Make automatic OCSP cache updates and fuzz time configurable

File:

• include/mod_gnutls.h.in (modified) (2 diffs)

include/mod_gnutls.h.in

@@ -214 +214 @@
     /* Enable OCSP stapling */
     unsigned char ocsp_staple;
+    /* Automatically refresh cached OCSP response? */
+    unsigned char ocsp_auto_refresh;
     /* Check nonce in OCSP responses? */
     unsigned char ocsp_check_nonce;
@@ -228 +230 @@
     /* If an OCSP request fails wait this long before trying again. */
     apr_interval_time_t ocsp_failure_timeout;
+    /** How long before a cached OCSP response expires should it be
+     * updated? During configuration parsing this is set to the
+     * maximum, during post configuration the value will be set to
+     * half that.
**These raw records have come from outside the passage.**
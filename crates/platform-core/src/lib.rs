//! Facepoint platform core contracts.
//!
//! Display geometry shared by the platform detection crates and the
//! pointer backends, without coupling to a concrete OS backend.

use serde::{Deserialize, Serialize};

/// Information about a connected monitor.
#[derive(Debug, Clone, Serialize, Deserialize, PartialEq)]
pub struct MonitorInfo {
    /// Monitor name/identifier.
    pub name: String,
    /// Resolution in physical pixels.
    pub width: u32,
    pub height: u32,
    /// Position in the virtual desktop (pixels).
    pub x: i32,
    pub y: i32,
    /// Refresh rate in Hz, when known.
    pub refresh_rate_hz: Option<u32>,
    /// Whether this monitor is primary.
    pub primary: bool,
}

impl MonitorInfo {
    /// A single primary monitor at the desktop origin.
    pub fn single(width: u32, height: u32) -> Self {
        Self {
            name: "default".to_string(),
            width,
            height,
            x: 0,
            y: 0,
            refresh_rate_hz: None,
            primary: true,
        }
    }
}

/// Display server / platform family the pointer is injected into.
#[derive(Debug, Clone, Copy, PartialEq, Eq, Hash, Serialize, Deserialize, Default)]
#[serde(rename_all = "snake_case")]
pub enum DisplayServer {
    Wayland,
    X11,
    #[default]
    Unknown,
}

/// Axis-aligned desktop rectangle in physical pixels.
#[derive(Debug, Clone, Copy, PartialEq, Eq, Serialize, Deserialize)]
pub struct DesktopBounds {
    pub x: i32,
    pub y: i32,
    pub width: u32,
    pub height: u32,
}

/// The monitor the cursor is mapped onto: the primary one, else the first.
pub fn primary_monitor(monitors: &[MonitorInfo]) -> Option<&MonitorInfo> {
    monitors
        .iter()
        .find(|m| m.primary)
        .or_else(|| monitors.first())
}

/// Compute virtual desktop bounds that include all connected monitors.
pub fn virtual_desktop_bounds(monitors: &[MonitorInfo]) -> DesktopBounds {
    if monitors.is_empty() {
        return DesktopBounds {
            x: 0,
            y: 0,
            width: 1920,
            height: 1080,
        };
    }

    let min_x = monitors.iter().map(|m| m.x).min().unwrap_or(0);
    let min_y = monitors.iter().map(|m| m.y).min().unwrap_or(0);
    let max_x = monitors
        .iter()
        .map(|m| m.x + m.width as i32)
        .max()
        .unwrap_or(1920);
    let max_y = monitors
        .iter()
        .map(|m| m.y + m.height as i32)
        .max()
        .unwrap_or(1080);

    DesktopBounds {
        x: min_x,
        y: min_y,
        width: (max_x - min_x).max(1) as u32,
        height: (max_y - min_y).max(1) as u32,
    }
}

/// Translate a pixel on `monitor` into an offset from the top-left of
/// `bounds`, clamped to the desktop.
pub fn monitor_to_desktop(
    px: i32,
    py: i32,
    monitor: &MonitorInfo,
    bounds: &DesktopBounds,
) -> (i32, i32) {
    let x = (monitor.x + px - bounds.x).clamp(0, bounds.width.saturating_sub(1) as i32);
    let y = (monitor.y + py - bounds.y).clamp(0, bounds.height.saturating_sub(1) as i32);
    (x, y)
}
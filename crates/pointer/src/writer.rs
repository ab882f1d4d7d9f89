//! Append-only action log.
//!
//! One JSON object per dispatched action, preceded by a `# {header}`
//! line, so a session can be inspected or replayed afterwards.

use std::fs::{File, OpenOptions};
use std::io::{BufWriter, Write};
use std::path::{Path, PathBuf};

use facepoint_common::error::{FacepointError, FacepointResult};
use facepoint_face_model::{Action, ActionLogHeader, TimedAction};

/// Writes actions to a JSONL file.
pub struct ActionWriter {
    writer: BufWriter<File>,
    path: PathBuf,
    actions_written: u64,
}

impl ActionWriter {
    /// Create the log, truncating any existing file, and write the header.
    pub fn new(path: PathBuf, header: &ActionLogHeader) -> FacepointResult<Self> {
        if let Some(parent) = path.parent() {
            std::fs::create_dir_all(parent)?;
        }

        let file = OpenOptions::new()
            .create(true)
            .write(true)
            .truncate(true)
            .open(&path)?;

        let mut writer = BufWriter::new(file);
        let header_json = serde_json::to_string(header)?;
        writeln!(writer, "# {header_json}").map_err(|e| {
            FacepointError::pointer(format!("Failed to write action log header: {e}"))
        })?;

        Ok(Self {
            writer,
            path,
            actions_written: 0,
        })
    }

    pub fn write_action(&mut self, t: f64, action: &Action) -> FacepointResult<()> {
        let record = TimedAction { t, action: *action };
        let json = serde_json::to_string(&record)?;
        writeln!(self.writer, "{json}")
            .map_err(|e| FacepointError::pointer(format!("Failed to write action: {e}")))?;
        self.actions_written += 1;

        // Moves arrive every frame; flush periodically so a crash loses little.
        if self.actions_written % 300 == 0 {
            self.flush()?;
        }

        Ok(())
    }

    pub fn flush(&mut self) -> FacepointResult<()> {
        self.writer
            .flush()
            .map_err(|e| FacepointError::pointer(format!("Failed to flush action log: {e}")))
    }

    pub fn actions_written(&self) -> u64 {
        self.actions_written
    }

    pub fn path(&self) -> &Path {
        &self.path
    }
}

impl Drop for ActionWriter {
    fn drop(&mut self) {
        let _ = self.flush();
    }
}
//! Pointer backends for platforms without a native implementation.

use facepoint_platform_core::{virtual_desktop_bounds, DesktopBounds, MonitorInfo};

use crate::{PointerBackend, StubBackend};

/// The monitor the cursor is mapped onto and the desktop around it.
#[derive(Debug, Clone, PartialEq)]
pub struct ScreenLayout {
    pub monitor: MonitorInfo,
    pub bounds: DesktopBounds,
}

pub fn detect_screen() -> ScreenLayout {
    let monitor = MonitorInfo::single(1920, 1080);
    let bounds = virtual_desktop_bounds(std::slice::from_ref(&monitor));
    tracing::warn!("Monitor detection is not implemented for this platform; assuming 1920x1080");
    ScreenLayout { monitor, bounds }
}

pub fn detect_best_backend(_layout: ScreenLayout) -> Box<dyn PointerBackend> {
    tracing::warn!(
        "Pointer backends for this platform are not implemented yet; using stub backend"
    );
    Box::new(StubBackend::new())
}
After each update the interval to for the next one
+     * is choosen randomly as `ocsp_fuzz_time + ocsp_fuzz_time *
+     * RANDOM` with `0 <= RANDOM <= 1`. */
+    apr_interval_time_t ocsp_fuzz_time;
     /* Socket timeout for OCSP requests */
     apr_interval_time_t ocsp_socket_timeout;